[[ Records to process open ]]

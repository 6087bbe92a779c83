//! mapkubeapis core types: manifest documents, API identifiers and the release record.

#![forbid(unsafe_code)]

use std::fmt;

use serde::{Deserialize, Serialize};

mod release;
mod report;

pub use release::{ReleaseInfo, ReleaseStatus, ReleaseVersion};
pub use report::{CollectingReporter, MapEvent, Reporter, TracingReporter};

/// Description stamped on every release version created by a mapping run.
pub const UPGRADE_DESCRIPTION: &str = "Kubernetes deprecated API upgrade - DO NOT rollback from this version";

/// Manifest field holding the `group/version` of a resource.
pub const API_VERSION_FIELD: &str = "apiVersion";

/// Manifest field holding the resource kind.
pub const KIND_FIELD: &str = "kind";

/// One resource manifest. Keys keep their stream order.
pub type Document = serde_yaml::Mapping;

/// Documents in original stream order.
pub type DocumentSequence = Vec<Document>;

/// Group/Version/Kind of one Kubernetes API surface. An empty group is the core group.
#[derive(Debug, Clone, Default, Serialize, Deserialize, PartialEq, Eq, Hash)]
pub struct ApiIdentifier {
    #[serde(default)]
    pub group: String,
    #[serde(default)]
    pub version: String,
    #[serde(default)]
    pub kind: String,
}

impl ApiIdentifier {
    pub fn new(group: impl Into<String>, version: impl Into<String>, kind: impl Into<String>) -> Self {
        Self { group: group.into(), version: version.into(), kind: kind.into() }
    }

    /// The `apiVersion` string as it appears in a manifest.
    pub fn api_version(&self) -> String {
        if self.group.is_empty() {
            self.version.clone()
        } else {
            format!("{}/{}", self.group, self.version)
        }
    }

    /// A `newAPI` with neither group nor kind means "no successor".
    pub fn is_unset(&self) -> bool {
        self.group.is_empty() && self.kind.is_empty()
    }

    /// True when `doc` carries exactly this `apiVersion` and `kind`.
    pub fn matches(&self, doc: &Document) -> bool {
        let api_version = doc.get(API_VERSION_FIELD).and_then(|v| v.as_str());
        let kind = doc.get(KIND_FIELD).and_then(|v| v.as_str());
        api_version == Some(self.api_version().as_str()) && kind == Some(self.kind.as_str())
    }
}

impl fmt::Display for ApiIdentifier {
    fn fmt(&self, f: &mut fmt::Formatter<'_>) -> fmt::Result {
        write!(f, "{}/{}", self.api_version(), self.kind)
    }
}

pub mod prelude {
    pub use super::{
        ApiIdentifier, Document, DocumentSequence, MapEvent, ReleaseStatus, ReleaseVersion, Reporter,
        API_VERSION_FIELD, KIND_FIELD, UPGRADE_DESCRIPTION,
    };
}

#[cfg(test)]
mod tests {
    use super::*;

    fn doc(yaml: &str) -> Document {
        serde_yaml::from_str(yaml).unwrap()
    }

    #[test]
    fn api_version_renders_core_group_bare() {
        assert_eq!(ApiIdentifier::new("", "v1", "Service").api_version(), "v1");
        assert_eq!(ApiIdentifier::new("apps", "v1", "Deployment").api_version(), "apps/v1");
        assert_eq!(ApiIdentifier::new("apps", "v1", "Deployment").to_string(), "apps/v1/Deployment");
    }

    #[test]
    fn matches_requires_exact_api_version_and_kind() {
        let id = ApiIdentifier::new("extensions", "v1beta1", "Deployment");
        assert!(id.matches(&doc("apiVersion: extensions/v1beta1\nkind: Deployment\n")));
        assert!(!id.matches(&doc("apiVersion: extensions/v1beta1\nkind: Ingress\n")));
        assert!(!id.matches(&doc("apiVersion: extensions/v1beta11\nkind: Deployment\n")));
        assert!(!id.matches(&doc("apiVersion: v1beta1\nkind: Deployment\n")));
        assert!(!id.matches(&doc("kind: Deployment\n")));
    }

    #[test]
    fn unset_means_no_group_and_no_kind() {
        assert!(ApiIdentifier::default().is_unset());
        assert!(ApiIdentifier::new("", "v1", "").is_unset());
        assert!(!ApiIdentifier::new("", "v1", "Service").is_unset());
        assert!(!ApiIdentifier::new("policy", "v1", "").is_unset());
    }
}
//! Helm v3 release payload: JSON, gzip, base64.

use std::io::{Read, Write};

use base64::{engine::general_purpose::STANDARD, Engine as _};
use flate2::{read::GzDecoder, write::GzEncoder, Compression};
use mapkubeapis_core::ReleaseVersion;
use mapkubeapis_release::StoreError;

const GZIP_MAGIC: [u8; 3] = [0x1f, 0x8b, 0x08];

fn codec_err(e: impl std::error::Error + Send + Sync + 'static) -> StoreError {
    StoreError::Codec(Box::new(e))
}

pub fn encode_release(release: &ReleaseVersion) -> Result<String, StoreError> {
    let json = serde_json::to_vec(release).map_err(codec_err)?;
    let mut gz = GzEncoder::new(Vec::with_capacity(json.len() / 4), Compression::best());
    gz.write_all(&json).map_err(codec_err)?;
    let compressed = gz.finish().map_err(codec_err)?;
    Ok(STANDARD.encode(compressed))
}

/// Accepts gzip-compressed and plain JSON payloads.
pub fn decode_release(payload: &str) -> Result<ReleaseVersion, StoreError> {
    let raw = STANDARD.decode(payload.trim()).map_err(codec_err)?;
    let json = if raw.starts_with(&GZIP_MAGIC) {
        let mut out = Vec::with_capacity(raw.len() * 4);
        GzDecoder::new(raw.as_slice()).read_to_end(&mut out).map_err(codec_err)?;
        out
    } else {
        raw
    };
    serde_json::from_slice(&json).map_err(codec_err)
}

#[cfg(test)]
mod tests {
    use super::*;
    use mapkubeapis_core::ReleaseStatus;

    fn sample() -> ReleaseVersion {
        serde_json::from_value(serde_json::json!({
            "name": "web",
            "namespace": "apps",
            "version": 2,
            "manifest": "---\napiVersion: extensions/v1beta1\nkind: Deployment\n",
            "info": { "status": "deployed", "description": "Upgrade complete", "first_deployed": "2020-01-01T00:00:00Z" },
            "chart": { "metadata": { "name": "web" } }
        }))
        .unwrap()
    }

    #[test]
    fn encoded_payload_is_base64_gzip() {
        let payload = encode_release(&sample()).unwrap();
        let raw = STANDARD.decode(&payload).unwrap();
        assert!(raw.starts_with(&GZIP_MAGIC));
        assert_eq!(decode_release(&payload).unwrap(), sample());
    }

    #[test]
    fn plain_json_payload_is_accepted() {
        let json = serde_json::to_vec(&sample()).unwrap();
        let decoded = decode_release(&STANDARD.encode(json)).unwrap();
        assert_eq!(decoded.version, 2);
        assert_eq!(decoded.status(), ReleaseStatus::Deployed);
        assert!(decoded.rest.contains_key("chart"));
    }

    #[test]
    fn garbage_is_a_codec_error() {
        assert!(matches!(decode_release("not base64!"), Err(StoreError::Codec(_))));
        assert!(matches!(decode_release(&STANDARD.encode("{\"name\":")), Err(StoreError::Codec(_))));
    }
}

[[ Records to process closed ]]

Starting at the first line of the records above, please copy each line exactly until you reach the line containing "let api_version = doc.get(API_VERSION_FIELD).and_then(|v|". Include that line and stop there.

Answer section
repository 6087bbe92a779c83
//! mapkubeapis core types: manifest documents, API identifiers and the release record.

#![forbid(unsafe_code)]

use std::fmt;

use serde::{Deserialize, Serialize};

mod release;
mod report;

pub use release::{ReleaseInfo, ReleaseStatus, ReleaseVersion};
pub use report::{CollectingReporter, MapEvent, Reporter, TracingReporter};

/// Description stamped on every release version created by a mapping run.
pub const UPGRADE_DESCRIPTION: &str = "Kubernetes deprecated API upgrade - DO NOT rollback from this version";

/// Manifest field holding the `group/version` of a resource.
pub const API_VERSION_FIELD: &str = "apiVersion";

/// Manifest field holding the resource kind.
pub const KIND_FIELD: &str = "kind";

/// One resource manifest. Keys keep their stream order.
pub type Document = serde_yaml::Mapping;

/// Documents in original stream order.
pub type DocumentSequence = Vec<Document>;

/// Group/Version/Kind of one Kubernetes API surface. An empty group is the core group.
#[derive(Debug, Clone, Default, Serialize, Deserialize, PartialEq, Eq, Hash)]
pub struct ApiIdentifier {
    #[serde(default)]
    pub group: String,
    #[serde(default)]
    pub version: String,
    #[serde(default)]
    pub kind: String,
}

impl ApiIdentifier {
    pub fn new(group: impl Into<String>, version: impl Into<String>, kind: impl Into<String>) -> Self {
        Self { group: group.into(), version: version.into(), kind: kind.into() }
    }

    /// The `apiVersion` string as it appears in a manifest.
    pub fn api_version(&self) -> String {
        if self.group.is_empty() {
            self.version.clone()
        } else {
            format!("{}/{}", self.group, self.version)
        }
    }

    /// A `newAPI` with neither group nor kind means "no successor".
    pub fn is_unset(&self) -> bool {
        self.group.is_empty() && self.kind.is_empty()
    }

    /// True when `doc` carries exactly this `apiVersion` and `kind`.
    pub fn matches(&self, doc: &Document) -> bool {
        let api_version = doc.get(API_VERSION_FIELD).and_then(|v| v.as_str());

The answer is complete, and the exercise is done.